> Work item
Repeat exactly the lines from the start of the material below up to and including the "pub static RECOGNIZED_SPECTRA: [RecognizedSpectrum;" line.

──────── Data in this exercise

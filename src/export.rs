//! Drives a full export: find the spectra present in the data store,
//! resample them, build their covariance and collect the n(z) kernels.
//!
//! Writing the results to disk is left to the caller.

use crate::{
    BlockDataStore, CovarianceKernel, CovarianceMatrixInfo, Error, ExportConfig, NumberDensity,
    SpectrumMeasurement, SpectrumType, SpectrumTypePair, covmat_from_block, nz_from_block,
    spectrum_measurement_from_block,
};

/// Identifies which of the configured n(z) kernels a side of a spectrum uses
#[derive(Clone, Copy, Debug, PartialEq, Eq)]
pub enum KernelRole {
    Shear,
    Position,
}

impl KernelRole {
    fn nz_name<'a>(&self, config: &'a ExportConfig) -> &'a str {
        match self {
            KernelRole::Shear => &config.shear_nz,
            KernelRole::Position => &config.position_nz,
        }
    }
}

/// An observable that we know how to export
#[derive(Clone, Copy, Debug)]
pub struct RecognizedSpectrum {
    pub section: &'static str,
    pub types: SpectrumTypePair,
    pub kernels: (KernelRole, KernelRole),
}

/// The observables we look for, in the order they are exported
pub static RECOGNIZED_SPECTRA: [RecognizedSpectrum; 3] = [
    RecognizedSpectrum {
        section: "shear_cl",
        types: SpectrumTypePair {
            a: SpectrumType::GalaxyShearEmodeFourier,
            b: SpectrumType::GalaxyShearEmodeFourier,
        },
        kernels: (KernelRole::Shear, KernelRole::Shear),
    },
    RecognizedSpectrum {
        section: "galaxy_shear_cl",
        types: SpectrumTypePair {
            a: SpectrumType::GalaxyPositionFourier,
            b: SpectrumType::GalaxyShearEmodeFourier,
        },
        kernels: (KernelRole::Position, KernelRole::Shear),
    },
    RecognizedSpectrum {
        section: "galaxy_cl",
        types: SpectrumTypePair {
            a: SpectrumType::GalaxyPositionFourier,
            b: SpectrumType::GalaxyPositionFourier,
        },
        kernels: (KernelRole::Position, KernelRole::Position),
    },
];

/// Everything that goes into a 2-point output file
#[derive(Clone, Debug)]
pub struct TwoPointExport {
    pub spectra: Vec<SpectrumMeasurement>,
    pub kernels: Vec<NumberDensity>,
    /// we don't support window functions, so this is always empty
    pub windows: Vec<String>,
    pub covmat_info: CovarianceMatrixInfo,
    pub filename: String,
    pub clobber: bool,
}

/// Produce all of the 2-point data for the spectra found in `block`.
pub fn export_two_point<B: BlockDataStore>(
    block: &B,
    config: &ExportConfig,
    kernel: &impl CovarianceKernel,
) -> Result<TwoPointExport, Error> {
    log::info!("preparing two-point data for {}", config.filename);

    let present: Vec<&RecognizedSpectrum> = RECOGNIZED_SPECTRA
        .iter()
        .filter(|recognized| block.has_section(recognized.section))
        .collect();

    if present.is_empty() {
        let sections = RECOGNIZED_SPECTRA.iter().map(|r| r.section).collect();
        return Err(Error::no_spectra(sections));
    }

    let mut spectra = Vec::with_capacity(present.len());
    for recognized in present.iter() {
        let kernels = (
            recognized.kernels.0.nz_name(config),
            recognized.kernels.1.nz_name(config),
        );
        let spectrum = spectrum_measurement_from_block(
            block,
            recognized.section,
            recognized.section,
            recognized.types,
            kernels,
            &config.ell_sample,
        )?;
        log::info!(" - saving {}", recognized.section);
        spectra.push(spectrum);
    }

    let covmat_info =
        covmat_from_block(block, &spectra, config.survey_area, &config.noise, kernel)?;

    let uses = |role: KernelRole| {
        present
            .iter()
            .any(|r| r.kernels.0 == role || r.kernels.1 == role)
    };
    let mut kernels = Vec::new();
    if uses(KernelRole::Shear) {
        kernels.push(nz_from_block(block, &config.shear_nz)?);
    }
    if uses(KernelRole::Position) && (config.position_nz != config.shear_nz) {
        kernels.push(nz_from_block(block, &config.position_nz)?);
    }

    Ok(TwoPointExport {
        spectra,
        kernels,
        windows: Vec::new(),
        covmat_info,
        filename: config.filename.clone(),
        clobber: config.clobber,
    })
}
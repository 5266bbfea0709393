//! Assembly of the full covariance matrix across several spectra.
//!
//! The covariance is made up of `S x S` blocks, where `S` is the number of
//! spectra. Block `(s, t)` holds the covariance between every row of spectrum
//! `s` and every row of spectrum `t`. We delegate the computation of each
//! block to a [`CovarianceKernel`]. Since the total covariance is symmetric,
//! block `(t, s)` is exactly the transpose of block `(s, t)`: we only invoke
//! the kernel for `s <= t` and fill in the rest by transposition (this also
//! guarantees that the assembled matrix is exactly symmetric).

use ndarray::{Array2, ArrayView2, s};

use crate::{
    BlockDataStore, Error, NoiseParameters, ObservedSpectrumProvider, SpectrumMeasurement,
    TheoryLookup,
};

/// Computes a single block of the covariance matrix.
///
/// Implementors evaluate the observed spectra through `lookup`, which must be
/// passed `block` as its data store. The returned matrix must have shape
/// `[ab.len(), cd.len()]`.
pub trait CovarianceKernel {
    fn compute_block(
        &self,
        sky_area: f64,
        lookup: &mut dyn TheoryLookup,
        block: &dyn BlockDataStore,
        ab: &SpectrumMeasurement,
        cd: &SpectrumMeasurement,
    ) -> Result<Array2<f64>, Error>;
}

impl<F> CovarianceKernel for F
where
    F: Fn(
        f64,
        &mut dyn TheoryLookup,
        &dyn BlockDataStore,
        &SpectrumMeasurement,
        &SpectrumMeasurement,
    ) -> Result<Array2<f64>, Error>,
{
    fn compute_block(
        &self,
        sky_area: f64,
        lookup: &mut dyn TheoryLookup,
        block: &dyn BlockDataStore,
        ab: &SpectrumMeasurement,
        cd: &SpectrumMeasurement,
    ) -> Result<Array2<f64>, Error> {
        self(sky_area, lookup, block, ab, cd)
    }
}

/// A covariance matrix along with the bookkeeping describing which rows
/// belong to which spectrum
#[derive(Clone, Debug)]
pub struct CovarianceMatrixInfo {
    pub name: String,
    pub names: Vec<String>,
    pub starts: Vec<usize>,
    pub lengths: Vec<usize>,
    pub covmat: Array2<f64>,
}

impl CovarianceMatrixInfo {
    /// the number of spectra described by the matrix
    pub fn n_spectra(&self) -> usize {
        self.names.len()
    }

    /// Get a view of the block holding the covariance between spectra `s` and
    /// `t`.
    pub fn block(&self, s: usize, t: usize) -> ArrayView2<'_, f64> {
        let (r0, r1) = (self.starts[s], self.starts[s] + self.lengths[s]);
        let (c0, c1) = (self.starts[t], self.starts[t] + self.lengths[t]);
        self.covmat.slice(s![r0..r1, c0..c1])
    }
}

/// Build the covariance matrix for `spectra`, using a fresh
/// [`ObservedSpectrumProvider`] configured with `noise`.
///
/// `sky_area` is in steradians.
pub fn covmat_from_block<B: BlockDataStore>(
    block: &B,
    spectra: &[SpectrumMeasurement],
    sky_area: f64,
    noise: &NoiseParameters,
    kernel: &impl CovarianceKernel,
) -> Result<CovarianceMatrixInfo, Error> {
    let mut provider = ObservedSpectrumProvider::new(noise);
    assemble_covariance(block, spectra, sky_area, &mut provider, kernel)
}

/// Build the covariance matrix for `spectra`, reading observed spectra
/// through `provider`.
pub fn assemble_covariance<B: BlockDataStore>(
    block: &B,
    spectra: &[SpectrumMeasurement],
    sky_area: f64,
    provider: &mut ObservedSpectrumProvider,
    kernel: &impl CovarianceKernel,
) -> Result<CovarianceMatrixInfo, Error> {
    if spectra.is_empty() {
        return Err(Error::empty_spectrum_list());
    }
    // every spectrum must occupy at least one row, so that the offsets are
    // strictly increasing
    if let Some(empty) = spectra.iter().find(|spectrum| spectrum.is_empty()) {
        return Err(Error::empty_spectrum(&empty.name));
    }

    let mut names = Vec::with_capacity(spectra.len());
    let mut starts = Vec::with_capacity(spectra.len());
    let mut lengths = Vec::with_capacity(spectra.len());
    let mut x = 0;
    for spectrum in spectra {
        names.push(spectrum.name.clone());
        starts.push(x);
        lengths.push(spectrum.len());
        x += spectrum.len();
    }

    // upper[s][t - s] holds block (s, t) for t >= s
    let mut upper: Vec<Vec<Array2<f64>>> = Vec::with_capacity(spectra.len());
    for (s, ab) in spectra.iter().enumerate() {
        let mut row = Vec::with_capacity(spectra.len() - s);
        for (t, cd) in spectra.iter().enumerate().skip(s) {
            log::debug!(
                "computing covariance between {} and {} (s={}, t={})",
                ab.name,
                cd.name,
                s,
                t
            );
            let m = kernel.compute_block(sky_area, &mut *provider, block, ab, cd)?;
            let expected = [ab.len(), cd.len()];
            let actual = [m.nrows(), m.ncols()];
            if actual != expected {
                return Err(Error::block_shape(
                    ab.name.clone(),
                    cd.name.clone(),
                    expected,
                    actual,
                ));
            }
            row.push(m);
        }
        upper.push(row);
    }

    // stitch the blocks together. Block (s, t) lands at rows
    // starts[s]..starts[s]+lengths[s] and the analogous columns; this is
    // equivalent to horizontally stacking each row of blocks and then
    // vertically stacking the rows
    let mut covmat = Array2::<f64>::zeros((x, x));
    for s in 0..spectra.len() {
        for t in 0..spectra.len() {
            let rows = starts[s]..(starts[s] + lengths[s]);
            let cols = starts[t]..(starts[t] + lengths[t]);
            let mut dest = covmat.slice_mut(s![rows, cols]);
            if s <= t {
                dest.assign(&upper[s][t - s]);
            } else {
                // the lower triangle is the transpose of the upper one
                dest.assign(&upper[t][s - t].t());
            }
        }
    }

    log::info!(
        "assembled a {x}x{x} covariance matrix from {} spectra",
        spectra.len()
    );

    Ok(CovarianceMatrixInfo {
        name: "COVMAT".to_string(),
        names,
        starts,
        lengths,
        covmat,
    })
}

────────────────

> Written solution
filename src/export.rs
//! Drives a full export: find the spectra present in the data store,
//! resample them, build their covariance and collect the n(z) kernels.
//!
//! Writing the results to disk is left to the caller.

use crate::{
    BlockDataStore, CovarianceKernel, CovarianceMatrixInfo, Error, ExportConfig, NumberDensity,
    SpectrumMeasurement, SpectrumType, SpectrumTypePair, covmat_from_block, nz_from_block,
    spectrum_measurement_from_block,
};

/// Identifies which of the configured n(z) kernels a side of a spectrum uses
#[derive(Clone, Copy, Debug, PartialEq, Eq)]
pub enum KernelRole {
    Shear,
    Position,
}

impl KernelRole {
    fn nz_name<'a>(&self, config: &'a ExportConfig) -> &'a str {
        match self {
            KernelRole::Shear => &config.shear_nz,
            KernelRole::Position => &config.position_nz,
        }
    }
}

/// An observable that we know how to export
#[derive(Clone, Copy, Debug)]
pub struct RecognizedSpectrum {
    pub section: &'static str,
    pub types: SpectrumTypePair,
    pub kernels: (KernelRole, KernelRole),
}

/// The observables we look for, in the order they are exported
pub static RECOGNIZED_SPECTRA: [RecognizedSpectrum; 3] = [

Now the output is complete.